We hypothesized that there would be a relationship between early viral infection and later wheeze on the basis that previous studies have shown an association between early bronchiolitis and asthma. However, there was no significant association between early (< 6 months) viral infection and doctor-diagnosed wheeze by 2 years of age. There was also no association found between early respiratory symptoms and this outcome. We acknowledge that we had limited sampling frequency which may have reduced our power to detect an association. Others have found an association between early bronchiolitis and subsequent development of wheeze or asthma (summarised in [18]), however asymptomatic and mildly symptomatic early respiratory viral infection may not have the same effect. The outcome definition we have used is also different – we have documented early life wheeze rather than asthma, in an unselected cohort. Jackson et al. [9], investigating the association between early viral induced wheezing and later asthma found the strongest relationship was between those who wheezed with rhinovirus infection in the third year of life and those who had asthma at 6 years of age. Future follow-up of our cohort will be useful to establish whether there is a link between early respiratory viral infection and asthma, however we expect that there needs to be a more significant clinical illness in the context of respiratory viral infection for there to be long term sequelae.

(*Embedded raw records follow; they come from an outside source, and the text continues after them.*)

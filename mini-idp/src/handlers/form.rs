//! Form decoding for generation requests

use serde::{de, Deserialize, Deserializer};
use std::fmt;
use std::str::FromStr;

use crate::error::{Error, Result};
use crate::manifest::ManifestRequest;

/// Default environment type when the field is omitted or blank
pub const DEFAULT_ENV_TYPE: &str = "dev";

/// Default replica count when the field is omitted or blank
pub const DEFAULT_REPLICAS: i64 = 1;

/// Raw `application/x-www-form-urlencoded` body of `/generate`
///
/// Browsers submit blank inputs as empty strings, so an empty value is
/// treated the same as a missing field.
#[derive(Debug, Default, Deserialize)]
pub struct GenerateForm {
    #[serde(default, deserialize_with = "empty_string_as_none")]
    pub service_name: Option<String>,

    #[serde(default, deserialize_with = "empty_string_as_none")]
    pub env_type: Option<String>,

    /// Bounded to `i64`; larger values fail to decode
    #[serde(default, deserialize_with = "padded_number")]
    pub replicas: Option<i64>,
}

impl GenerateForm {
    /// Apply defaults and trimming. Fails only when `service_name` is missing.
    pub fn to_request(&self) -> Result<ManifestRequest> {
        let service_name = self
            .service_name
            .as_deref()
            .ok_or_else(|| Error::ValidationError("service_name: field required".to_string()))?;
        let env_type = self.env_type.as_deref().unwrap_or(DEFAULT_ENV_TYPE);
        let replicas = self.replicas.unwrap_or(DEFAULT_REPLICAS);

        Ok(ManifestRequest::new(service_name, env_type, replicas))
    }
}

// Text is kept untrimmed so the result page can re-post it verbatim
fn empty_string_as_none<'de, D>(deserializer: D) -> std::result::Result<Option<String>, D::Error>
where
    D: Deserializer<'de>,
{
    let raw = Option::<String>::deserialize(deserializer)?;
    Ok(raw.filter(|value| !value.is_empty()))
}

fn padded_number<'de, D, T>(deserializer: D) -> std::result::Result<Option<T>, D::Error>
where
    D: Deserializer<'de>,
    T: FromStr,
    T::Err: fmt::Display,
{
    match empty_string_as_none(deserializer)? {
        None => Ok(None),
        Some(value) => T::from_str(value.trim()).map(Some).map_err(de::Error::custom),
    }
}

#[cfg(test)]
mod tests {
    use super::*;

    fn form(service_name: Option<&str>, env_type: Option<&str>, replicas: Option<i64>) -> GenerateForm {
        GenerateForm {
            service_name: service_name.map(str::to_string),
            env_type: env_type.map(str::to_string),
            replicas,
        }
    }

    #[test]
    fn test_defaults_applied() {
        let request = form(Some("checkout"), None, None).to_request().unwrap();
        assert_eq!(request.service_name, "checkout");
        assert_eq!(request.env_type, "dev");
        assert_eq!(request.replicas, 1);
    }

    #[test]
    fn test_missing_service_name_is_validation_error() {
        let err = form(None, Some("prod"), Some(2)).to_request().unwrap_err();
        assert!(matches!(err, Error::ValidationError(_)));
    }

    #[test]
    fn test_whitespace_service_name_is_kept_and_trimmed() {
        let request = form(Some("   "), Some(" qa "), Some(1)).to_request().unwrap();
        assert_eq!(request.service_name, "");
        assert_eq!(request.env_type, "qa");
        assert_eq!(request.environment_name(), "-qa");
    }

    #[test]
    fn test_negative_replicas_passed_through() {
        let request = form(Some("api"), None, Some(-1)).to_request().unwrap();
        assert_eq!(request.replicas, -1);
    }
}
//! Request identifiers using the TypeID format
//!
//! Every request gets a `req_<base32 uuidv7>` id in `x-request-id`, so log
//! lines for one form submission can be correlated and sorted by time.

use http::Request;
use mti::prelude::*;
use std::fmt;
use tower_http::request_id::{MakeRequestId, RequestId as TowerRequestId};

/// A time-sortable request identifier, e.g. `req_01h455vb4pex5vsknk084sn02q`
#[derive(Debug, Clone, PartialEq, Eq, PartialOrd, Ord, Hash)]
pub struct RequestId(MagicTypeId);

impl RequestId {
    /// The prefix used for request IDs
    pub const PREFIX: &'static str = "req";

    /// Creates a new request ID with a UUIDv7.
    #[must_use]
    pub fn new() -> Self {
        Self(Self::PREFIX.create_type_id::<V7>())
    }

    #[must_use]
    pub fn as_str(&self) -> &str {
        self.0.as_str()
    }
}

impl Default for RequestId {
    fn default() -> Self {
        Self::new()
    }
}

impl fmt::Display for RequestId {
    fn fmt(&self, f: &mut fmt::Formatter<'_>) -> fmt::Result {
        write!(f, "{}", self.0)
    }
}

/// Generates a [`RequestId`] for tower-http's `SetRequestIdLayer`.
#[derive(Debug, Clone, Copy, Default)]
pub struct MakeTypedRequestId;

impl MakeRequestId for MakeTypedRequestId {
    fn make_request_id<B>(&mut self, _request: &Request<B>) -> Option<TowerRequestId> {
        let id = RequestId::new();
        let header_value = http::HeaderValue::from_str(id.as_str()).ok()?;
        Some(TowerRequestId::new(header_value))
    }
}

#[cfg(test)]
mod tests {
    use super::*;

    #[test]
    fn test_request_id_new() {
        let id = RequestId::new();
        assert!(id.as_str().starts_with("req_"));
        // prefix (3) + underscore (1) + suffix (26)
        assert_eq!(id.as_str().len(), 30);
    }

    #[test]
    fn test_request_ids_are_unique() {
        let first = RequestId::new();
        let second = RequestId::new();
        assert_ne!(first, second);
        assert_eq!(first.to_string(), first.as_str());
    }

    #[test]
    fn test_make_typed_request_id() {
        let mut maker = MakeTypedRequestId;
        let request = http::Request::builder().body(()).unwrap();

        let header_value = maker.make_request_id(&request).unwrap().into_header_value();
        assert!(header_value.to_str().unwrap().starts_with("req_"));
    }
}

The study had several strengths. There was longitudinal follow-up with good retention, home visits ensured relatively complete data and the outcome variable of wheeze was obtained from medical notes rather than relying on parental report which is known to have its limitations [30]. There were some limitations to the study. The site of sampling (oropharyngeal as oppose to nasopharyngeal) may have affected detection of some respiratory viruses [31]. The report of symptoms is subjective, and reporting may vary between families. Potential interplay between different viruses has not been considered when relating incidence to clinical factors, but this study was not powered to detect these associations. The participants were born during different seasons and hence risk of infection would potentially have been different, although this has been taken into account in our analysis. As discussed, the follow-up is relatively short, and continued follow-up will allow us to detect associations with longer- term health outcomes i.e., asthma.

Conclusions

In conclusion, respiratory virus detection increased over the first 9 months of life associated with respiratory virus symptoms, male sex and contact with other children. There was no association between early (up to 6 months) virus detection and the outcome doctor-diagnosed wheeze. Continuing follow-up is being undertaken to explore any association of early viral infection with later asthma.